As part of an effort to strengthen genomic surveillance for emerging strains of SARS-CoV-2, the Centers for Disease Control and Prevention (CDC) has awarded a contract to Emory University researchers to characterize viral variants circulating in Georgia.

The two-year contract is part of the SPHERES (SARS-CoV-2 Sequencing for Public Health Emergency Response, Epidemiology and Surveillance) initiative, with roughly $620,000 in total costs. The principal investigator is Anne Piantadosi, MD, PhD, assistant professor of pathology and laboratory medicine, with co-investigator Mehul Suthar, PhD, assistant professor of pediatrics (infectious diseases).

Both Piantadosi and Suthar are affiliated with Emory University School of Medicine and Emory Vaccine Center. Additional Emory partners include assistant professor of medicine Ahmed Babiker, MBBS, assistant professor of medicine Jesse Waggoner, MD and assistant professor of biology Katia Koelle, PhD.

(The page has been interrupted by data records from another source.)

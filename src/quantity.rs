/// Parse a quantity cell.
///
/// Blank cells count as zero. Thousands separators are stripped before
/// parsing, along with any whitespace that removal leaves at either end.
/// Anything that still fails to parse as a base-10 integer also counts as
/// zero.
pub fn parse_quantity(raw: &str) -> i64 {
    let trimmed = raw.trim();
    if trimmed.is_empty() {
        return 0;
    }

    let cleaned: String = trimmed.chars().filter(|c| *c != ',').collect();
    cleaned.trim().parse::<i64>().unwrap_or(0)
}
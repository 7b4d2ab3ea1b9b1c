//! Run configuration
//!
//! Values come from command-line flags, then the environment (a `.env` file
//! is honoured), then built-in defaults.

use std::env;

use crate::aggregation::AllowList;
use crate::classifier::SummaryMatch;
use crate::error::{Result, SalesError};
use crate::report::CsvLayout;

pub const BRANCHES_VAR: &str = "SALES_BRANCHES";
pub const SUMMARY_MATCH_VAR: &str = "SALES_SUMMARY_MATCH";
pub const CSV_LAYOUT_VAR: &str = "SALES_CSV_LAYOUT";

/// Branches processed when nothing else is configured.
pub const DEFAULT_BRANCHES: [&str; 4] = [
    "AWAISIA",
    "BAHRIA TOWN",
    "IQBAL TOWN",
    "JOHAR TOWN PHARMACY",
];

#[derive(Debug, Clone, PartialEq, Eq)]
pub struct AnalyzerConfig {
    pub branches: AllowList,
    pub summary_match: SummaryMatch,
    pub layout: CsvLayout,
}

impl Default for AnalyzerConfig {
    fn default() -> Self {
        Self {
            branches: AllowList::new(DEFAULT_BRANCHES),
            summary_match: SummaryMatch::default(),
            layout: CsvLayout::default(),
        }
    }
}

/// Overrides supplied on the command line.
#[derive(Debug, Clone, Default)]
pub struct ConfigOverrides {
    pub branches: Option<String>,
    pub summary_match: Option<String>,
    pub layout: Option<String>,
}

impl AnalyzerConfig {
    /// Build the configuration from CLI overrides layered over the
    /// process environment.
    pub fn from_env(overrides: ConfigOverrides) -> Result<Self> {
        dotenv::dotenv().ok();
        Self::resolve(overrides, |key| env::var(key).ok())
    }

    /// Layer `overrides` over values from `lookup` over defaults.
    pub fn resolve<F>(overrides: ConfigOverrides, lookup: F) -> Result<Self>
    where
        F: Fn(&str) -> Option<String>,
    {
        let mut config = Self::default();

        if let Some(branches) = overrides.branches.or_else(|| lookup(BRANCHES_VAR)) {
            config.branches = AllowList::parse(&branches);
        }
        if let Some(mode) = overrides.summary_match.or_else(|| lookup(SUMMARY_MATCH_VAR)) {
            config.summary_match = mode.parse()?;
        }
        if let Some(layout) = overrides.layout.or_else(|| lookup(CSV_LAYOUT_VAR)) {
            config.layout = layout.parse()?;
        }

        config.validate()?;
        Ok(config)
    }

    pub fn validate(&self) -> Result<()> {
        if self.branches.is_empty() {
            return Err(SalesError::Config(
                "at least one branch name is required".to_string(),
            ));
        }
        Ok(())
    }
}

#[cfg(test)]
mod tests {
    use super::*;
    use std::collections::HashMap;

    fn lookup(vars: &[(&str, &str)]) -> impl Fn(&str) -> Option<String> {
        let vars: HashMap<String, String> = vars
            .iter()
            .map(|(k, v)| (k.to_string(), v.to_string()))
            .collect();
        move |key| vars.get(key).cloned()
    }

    #[test]
    fn test_defaults() {
        let config = AnalyzerConfig::resolve(ConfigOverrides::default(), lookup(&[])).unwrap();
        assert_eq!(config, AnalyzerConfig::default());
        assert_eq!(config.branches.len(), 4);
        assert!(config.branches.allows("Johar Town Pharmacy"));
    }

    #[test]
    fn test_environment_values() {
        let config = AnalyzerConfig::resolve(
            ConfigOverrides::default(),
            lookup(&[
                (BRANCHES_VAR, "Model Town, DHA"),
                (SUMMARY_MATCH_VAR, "insensitive"),
                (CSV_LAYOUT_VAR, "products-first"),
            ]),
        )
        .unwrap();

        assert_eq!(config.branches.names(), ["Model Town".to_string(), "DHA".to_string()]);
        assert_eq!(config.summary_match, SummaryMatch::CaseInsensitive);
        assert_eq!(config.layout, CsvLayout::ProductsFirst);
    }

    #[test]
    fn test_overrides_beat_environment() {
        let overrides = ConfigOverrides {
            branches: Some("Awaisia".to_string()),
            summary_match: None,
            layout: Some("branches-first".to_string()),
        };
        let config = AnalyzerConfig::resolve(
            overrides,
            lookup(&[(BRANCHES_VAR, "DHA"), (CSV_LAYOUT_VAR, "products-first")]),
        )
        .unwrap();

        assert_eq!(config.branches.names(), ["Awaisia".to_string()]);
        assert_eq!(config.layout, CsvLayout::BranchesFirst);
    }

    #[test]
    fn test_blank_branch_list_is_rejected() {
        let err = AnalyzerConfig::resolve(ConfigOverrides::default(), lookup(&[(BRANCHES_VAR, " , ")]))
            .unwrap_err();
        assert!(matches!(err, SalesError::Config(_)));
    }

    #[test]
    fn test_unknown_mode_is_rejected() {
        let err = AnalyzerConfig::resolve(
            ConfigOverrides::default(),
            lookup(&[(SUMMARY_MATCH_VAR, "loose")]),
        )
        .unwrap_err();
        assert!(matches!(err, SalesError::Config(_)));
    }
}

“We are analyzing SARS-CoV-2 genomes from patients in Georgia to understand the timing and source of virus introduction into our community,” Piantadosi says. “We want to know whether there have been population-level changes in the rates of viral spread, and whether there are associations between viral genotype, viral phenotype in vitro, and clinical phenotype or clinical outcome.”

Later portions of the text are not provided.